• _Work order_: From the data below, retype exactly the lines starting with the one that contains "Typed line parsing." and ending with the one that contains "pub const HELP: &str", both included.

• _Provided data_:
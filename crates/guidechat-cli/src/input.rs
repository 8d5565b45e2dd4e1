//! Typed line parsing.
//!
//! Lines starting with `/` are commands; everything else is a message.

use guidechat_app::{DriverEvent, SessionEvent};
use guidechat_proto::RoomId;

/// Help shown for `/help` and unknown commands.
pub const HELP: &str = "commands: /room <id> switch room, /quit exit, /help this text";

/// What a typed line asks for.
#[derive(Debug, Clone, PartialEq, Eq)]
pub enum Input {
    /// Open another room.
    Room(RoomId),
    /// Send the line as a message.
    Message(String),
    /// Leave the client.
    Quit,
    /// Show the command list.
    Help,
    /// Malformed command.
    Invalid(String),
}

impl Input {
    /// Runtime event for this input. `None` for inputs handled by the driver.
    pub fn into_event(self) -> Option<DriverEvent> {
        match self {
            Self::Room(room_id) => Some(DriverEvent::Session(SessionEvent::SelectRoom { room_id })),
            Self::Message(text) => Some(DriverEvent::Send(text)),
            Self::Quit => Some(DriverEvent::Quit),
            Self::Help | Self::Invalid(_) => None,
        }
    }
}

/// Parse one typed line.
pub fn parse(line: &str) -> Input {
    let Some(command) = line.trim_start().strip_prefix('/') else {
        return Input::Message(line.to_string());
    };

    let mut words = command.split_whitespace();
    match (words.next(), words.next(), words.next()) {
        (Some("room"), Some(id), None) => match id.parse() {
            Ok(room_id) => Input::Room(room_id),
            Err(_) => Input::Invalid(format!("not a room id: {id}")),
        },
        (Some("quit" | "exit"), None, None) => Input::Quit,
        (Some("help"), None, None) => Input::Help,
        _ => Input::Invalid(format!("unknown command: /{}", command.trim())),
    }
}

• _Task result_:
//! Typed line parsing.
//!
//! Lines starting with `/` are commands; everything else is a message.

use guidechat_app::{DriverEvent, SessionEvent};
use guidechat_proto::RoomId;

/// Help shown for `/help` and unknown commands.
pub const HELP: &str = "commands: /room <id> switch room, /quit exit, /help this text";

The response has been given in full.